Robots are good at lots of jobs, but not at all jobs. Assembling paper cups? Totally a job for a robot. Folding laundry? Absolutely not.

In fact, housework is an area in which robots would be very welcome, but in which they just don’t shine. Folding laundry is super difficult because laundry is so variable in shape, size, color, and orientation that it’s almost impossible for robots to identify a piece of laundry and pick it up. Then robots would need to recognize the shape of the laundry when it’s not folded, figure out what shape it should be when it gets folded, and determine how to get from A to B.

Picking things up and putting them away is also touch for robots. A toy boat, a computer, a guitar, a pair of scissors, and a book may all be left in places where they should not be. Each of those objects must be identified and picked up even though they are completely different. Then he robot would have to figure out where each object goes. Even picking up a bunch of toys and putting them all into a toy box is challenging. Multiple objects is mind-boggling for a robot, especially since it doesn’t actually have a mind.

Solution? Human operators

A Japanese company thinks it has solved the problem. Remote human operators see the pile of laundry and make the robot pick up pieces and fold them. Ditto for objects out of place. It’s the equivalent of robotic surgery, in which surgeons guide the robot’s arms and instruments. The robot makes no decisions.

Robotic surgery has some real advantage. The instruments used are very small and precise, and the process is less tiring for the surgeon than operating directly on the patient. It is therefore safer and more exact to operate with da Vinci than without the robot tools.
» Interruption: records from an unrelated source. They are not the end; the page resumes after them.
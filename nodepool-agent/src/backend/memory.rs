//! In-memory `InventoryBackend`.
//!
//! Behaves like a single API server: every write bumps a global revision
//! that becomes the object's resource version, updates are rejected when
//! the caller's version is stale, and changes fan out to watchers over a
//! broadcast channel. A bounded history lets a watch resume from an older
//! revision; anything older than the history is reported as expired.

use std::collections::{BTreeMap, VecDeque};
use std::sync::{Mutex, MutexGuard, PoisonError};

use async_trait::async_trait;
use futures::StreamExt;
use tokio::sync::broadcast;
use tokio_stream::wrappers::BroadcastStream;
use tracing::debug;
use uuid::Uuid;

use super::{BackendError, InventoryBackend, InventoryList, Result, WatchEvent, WatchStream};
use crate::key::ObjectKey;
use crate::resource::PoolInventory;

const HISTORY_LIMIT: usize = 1024;
const WATCH_BUFFER: usize = 256;

#[derive(Debug, Clone)]
struct Change {
    revision: u64,
    event: WatchEvent,
}

impl Change {
    fn namespace(&self) -> Option<&str> {
        self.event.object().metadata.namespace.as_deref()
    }
}

#[derive(Default)]
struct MemoryState {
    objects: BTreeMap<ObjectKey, PoolInventory>,
    revision: u64,
    history: VecDeque<Change>,
    writes: u64,
    write_errors: VecDeque<BackendError>,
    list_errors: VecDeque<BackendError>,
}

impl MemoryState {
    fn record(&mut self, event: WatchEvent, events: &broadcast::Sender<Change>) {
        let change = Change {
            revision: self.revision,
            event,
        };
        if self.history.len() == HISTORY_LIMIT {
            self.history.pop_front();
        }
        self.history.push_back(change.clone());
        // No receivers is fine.
        let _ = events.send(change);
    }

    fn next_revision(&mut self) -> String {
        self.revision += 1;
        self.revision.to_string()
    }
}

/// In-memory object store.
pub struct MemoryBackend {
    state: Mutex<MemoryState>,
    events: broadcast::Sender<Change>,
}

impl MemoryBackend {
    pub fn new() -> Self {
        let (events, _) = broadcast::channel(WATCH_BUFFER);
        Self {
            state: Mutex::new(MemoryState::default()),
            events,
        }
    }

    fn lock(&self) -> MutexGuard<'_, MemoryState> {
        self.state.lock().unwrap_or_else(PoisonError::into_inner)
    }

    /// Number of successful create and update calls.
    pub fn writes(&self) -> u64 {
        self.lock().writes
    }

    /// Current revision of the store.
    pub fn revision(&self) -> u64 {
        self.lock().revision
    }

    /// Snapshot of a stored object, bypassing any error injection.
    pub fn object(&self, key: &ObjectKey) -> Option<PoolInventory> {
        self.lock().objects.get(key).cloned()
    }

    /// Fail the next create or update with `err`.
    pub fn push_write_error(&self, err: BackendError) {
        self.lock().write_errors.push_back(err);
    }

    /// Fail the next list with `err`.
    pub fn push_list_error(&self, err: BackendError) {
        self.lock().list_errors.push_back(err);
    }

    /// Delete an object, as an external actor (e.g. garbage collection) would.
    pub fn delete(&self, key: &ObjectKey) -> Result<PoolInventory> {
        let mut state = self.lock();
        let mut obj = state
            .objects
            .remove(key)
            .ok_or_else(|| BackendError::NotFound(key.to_string()))?;
        obj.metadata.resource_version = Some(state.next_revision());
        state.record(WatchEvent::Deleted(obj.clone()), &self.events);
        debug!(key = %key, "Deleted object");
        Ok(obj)
    }
}

impl Default for MemoryBackend {
    fn default() -> Self {
        Self::new()
    }
}

fn parse_revision(resource_version: &str) -> Result<Option<u64>> {
    if resource_version.is_empty() {
        return Ok(None);
    }
    resource_version
        .parse()
        .map(Some)
        .map_err(|_| BackendError::Expired(format!("invalid resource version {resource_version}")))
}

#[async_trait]
impl InventoryBackend for MemoryBackend {
    async fn get(&self, key: &ObjectKey) -> Result<Option<PoolInventory>> {
        Ok(self.lock().objects.get(key).cloned())
    }

    async fn list(&self, namespace: &str) -> Result<InventoryList> {
        let mut state = self.lock();
        if let Some(err) = state.list_errors.pop_front() {
            return Err(err);
        }

        let items = state
            .objects
            .iter()
            .filter(|(key, _)| key.namespace == namespace)
            .map(|(_, obj)| obj.clone())
            .collect();

        Ok(InventoryList {
            items,
            resource_version: state.revision.to_string(),
        })
    }

    async fn watch(&self, namespace: &str, resource_version: &str) -> Result<WatchStream> {
        let state = self.lock();
        let since = parse_revision(resource_version)?.unwrap_or(state.revision);

        if since < state.revision {
            let oldest = state.history.front().map(|c| c.revision).unwrap_or(0);
            if since + 1 < oldest {
                return Err(BackendError::Expired(format!(
                    "revision {since} is older than {oldest}"
                )));
            }
        }

        // Subscribe while holding the lock so no change falls between the
        // replayed history and the live stream.
        let live = BroadcastStream::new(self.events.subscribe());
        let replay: Vec<Change> = state
            .history
            .iter()
            .filter(|c| c.revision > since)
            .cloned()
            .collect();
        drop(state);

        let namespace = namespace.to_string();
        let stream = futures::stream::iter(replay.into_iter().map(Ok))
            .chain(live.map(|item| {
                item.map_err(|e| BackendError::Expired(format!("watch lagged: {e}")))
            }))
            .filter_map(move |item| {
                let item = match item {
                    Ok(change) if change.revision <= since => None,
                    Ok(change) if change.namespace() != Some(namespace.as_str()) => None,
                    Ok(change) => Some(Ok(change.event)),
                    Err(e) => Some(Err(e)),
                };
                futures::future::ready(item)
            });

        Ok(stream.boxed())
    }

    async fn create(&self, obj: &PoolInventory) -> Result<PoolInventory> {
        let mut state = self.lock();
        if let Some(err) = state.write_errors.pop_front() {
            return Err(err);
        }

        let key = ObjectKey::from_resource(obj).map_err(|e| BackendError::Invalid(e.to_string()))?;
        if state.objects.contains_key(&key) {
            return Err(BackendError::AlreadyExists(key.to_string()));
        }

        let mut created = obj.clone();
        created.metadata.uid = Some(Uuid::new_v4().to_string());
        created.metadata.resource_version = Some(state.next_revision());
        state.objects.insert(key.clone(), created.clone());
        state.writes += 1;
        state.record(WatchEvent::Added(created.clone()), &self.events);

        debug!(key = %key, "Created object");
        Ok(created)
    }

    async fn update(&self, obj: &PoolInventory, resource_version: &str) -> Result<PoolInventory> {
        let mut state = self.lock();
        if let Some(err) = state.write_errors.pop_front() {
            return Err(err);
        }

        let key = ObjectKey::from_resource(obj).map_err(|e| BackendError::Invalid(e.to_string()))?;
        let current = state
            .objects
            .get(&key)
            .ok_or_else(|| BackendError::NotFound(key.to_string()))?;

        let current_version = current.metadata.resource_version.clone().unwrap_or_default();
        if current_version != resource_version {
            return Err(BackendError::Conflict(format!(
                "{key}: stored version {current_version}, update based on {resource_version}"
            )));
        }
        let uid = current.metadata.uid.clone();

        let mut updated = obj.clone();
        updated.metadata.uid = uid;
        updated.metadata.resource_version = Some(state.next_revision());
        state.objects.insert(key.clone(), updated.clone());
        state.writes += 1;
        state.record(WatchEvent::Modified(updated.clone()), &self.events);

        debug!(key = %key, "Updated object");
        Ok(updated)
    }
}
That’s not the case for housework robots. They can do laundry and pick up toys, and perhaps even care for elderly people or dust, but they can only do these things in slow and cumbersome responses to their human operators’ commands.

Actually hiring a human being to do these tasks would make much more sense.

The Japanese company expects to charge $225 per month, for 6 to 8 hours of work. That’s, at best, $28 an hour. Human cleaners in the U.S. make an average of $16 an hour. American women spend an average of 2.25 hours per day — more than 65 hours per month — on housekeeping.

The math makes it clear that those robot housekeepers will be taking on just about 10% of the average customer’s housework, at a premium price.

Plan for the future?

Many “autonomous” robots currently work only because they have human minders. Typically, these are robots delivering items or cleaning floors. They are monitored by human beings who come to their rescue when they get stuck. One person can oversee a number of robots.

If the human being is actually operating the robot, overseeing each movement, then there will be a one-to-one ratio between the robots and the operators. This is reasonable if you’re using VR for remote repairs or rescues, but impractical for most tasks.

It’s more like faking the robot activity.